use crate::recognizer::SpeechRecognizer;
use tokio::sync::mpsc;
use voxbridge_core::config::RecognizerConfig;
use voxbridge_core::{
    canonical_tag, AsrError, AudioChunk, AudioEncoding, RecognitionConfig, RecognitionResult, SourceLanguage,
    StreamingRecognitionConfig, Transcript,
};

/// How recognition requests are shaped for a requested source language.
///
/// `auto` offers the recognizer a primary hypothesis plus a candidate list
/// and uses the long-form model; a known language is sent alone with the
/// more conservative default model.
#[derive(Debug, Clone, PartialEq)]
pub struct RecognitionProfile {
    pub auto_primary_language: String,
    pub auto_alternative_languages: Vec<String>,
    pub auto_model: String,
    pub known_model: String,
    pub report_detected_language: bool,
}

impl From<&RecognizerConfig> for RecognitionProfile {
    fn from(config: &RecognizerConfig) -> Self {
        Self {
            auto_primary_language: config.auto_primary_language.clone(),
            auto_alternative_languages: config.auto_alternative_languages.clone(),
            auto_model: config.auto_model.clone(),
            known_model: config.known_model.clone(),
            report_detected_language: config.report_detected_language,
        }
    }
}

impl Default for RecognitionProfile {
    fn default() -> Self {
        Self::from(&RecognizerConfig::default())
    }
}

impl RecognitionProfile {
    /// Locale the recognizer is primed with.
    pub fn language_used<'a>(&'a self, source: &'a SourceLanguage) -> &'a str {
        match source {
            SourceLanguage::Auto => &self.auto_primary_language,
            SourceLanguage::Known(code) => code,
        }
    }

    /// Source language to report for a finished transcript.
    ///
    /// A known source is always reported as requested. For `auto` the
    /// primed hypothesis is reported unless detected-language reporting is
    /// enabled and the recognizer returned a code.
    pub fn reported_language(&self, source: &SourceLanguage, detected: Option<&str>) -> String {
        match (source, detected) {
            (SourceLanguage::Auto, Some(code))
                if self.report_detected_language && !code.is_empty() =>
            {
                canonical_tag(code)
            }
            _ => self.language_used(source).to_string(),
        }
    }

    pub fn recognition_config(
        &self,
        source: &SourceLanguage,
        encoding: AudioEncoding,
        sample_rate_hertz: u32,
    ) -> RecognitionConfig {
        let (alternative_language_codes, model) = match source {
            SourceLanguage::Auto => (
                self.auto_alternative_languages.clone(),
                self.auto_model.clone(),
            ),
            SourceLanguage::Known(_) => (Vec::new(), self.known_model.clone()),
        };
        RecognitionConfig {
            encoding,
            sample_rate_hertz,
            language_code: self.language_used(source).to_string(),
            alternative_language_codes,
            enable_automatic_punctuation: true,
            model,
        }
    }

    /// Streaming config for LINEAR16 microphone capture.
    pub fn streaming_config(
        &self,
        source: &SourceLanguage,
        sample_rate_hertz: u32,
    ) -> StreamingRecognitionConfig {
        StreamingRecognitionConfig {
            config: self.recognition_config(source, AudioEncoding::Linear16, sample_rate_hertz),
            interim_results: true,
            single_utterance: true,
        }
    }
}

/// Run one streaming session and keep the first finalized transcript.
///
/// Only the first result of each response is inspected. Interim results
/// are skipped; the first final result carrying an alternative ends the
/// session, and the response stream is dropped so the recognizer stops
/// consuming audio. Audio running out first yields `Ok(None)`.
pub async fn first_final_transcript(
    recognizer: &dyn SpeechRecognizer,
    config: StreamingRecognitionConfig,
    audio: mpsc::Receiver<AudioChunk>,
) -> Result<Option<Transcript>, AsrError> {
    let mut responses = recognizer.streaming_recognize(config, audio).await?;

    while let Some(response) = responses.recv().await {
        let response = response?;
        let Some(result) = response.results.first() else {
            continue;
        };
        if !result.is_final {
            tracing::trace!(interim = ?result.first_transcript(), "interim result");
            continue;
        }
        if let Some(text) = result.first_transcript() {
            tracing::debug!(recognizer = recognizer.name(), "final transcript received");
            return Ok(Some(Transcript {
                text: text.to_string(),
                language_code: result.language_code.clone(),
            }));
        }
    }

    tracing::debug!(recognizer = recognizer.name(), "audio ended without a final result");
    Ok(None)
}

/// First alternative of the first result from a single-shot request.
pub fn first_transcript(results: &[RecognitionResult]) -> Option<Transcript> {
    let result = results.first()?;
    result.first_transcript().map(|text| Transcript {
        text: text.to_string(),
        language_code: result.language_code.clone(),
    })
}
========
● ABOUT THIS EXERCISE: At the first line of the material above, start reproducing each line exactly, and end with the line that holds "pub struct RecognitionProfile", adding nothing.

● TASK RESULT:
use crate::recognizer::SpeechRecognizer;
use tokio::sync::mpsc;
use voxbridge_core::config::RecognizerConfig;
use voxbridge_core::{
    canonical_tag, AsrError, AudioChunk, AudioEncoding, RecognitionConfig, RecognitionResult, SourceLanguage,
    StreamingRecognitionConfig, Transcript,
};

/// How recognition requests are shaped for a requested source language.
///
/// `auto` offers the recognizer a primary hypothesis plus a candidate list
/// and uses the long-form model; a known language is sent alone with the
/// more conservative default model.
#[derive(Debug, Clone, PartialEq)]
pub struct RecognitionProfile {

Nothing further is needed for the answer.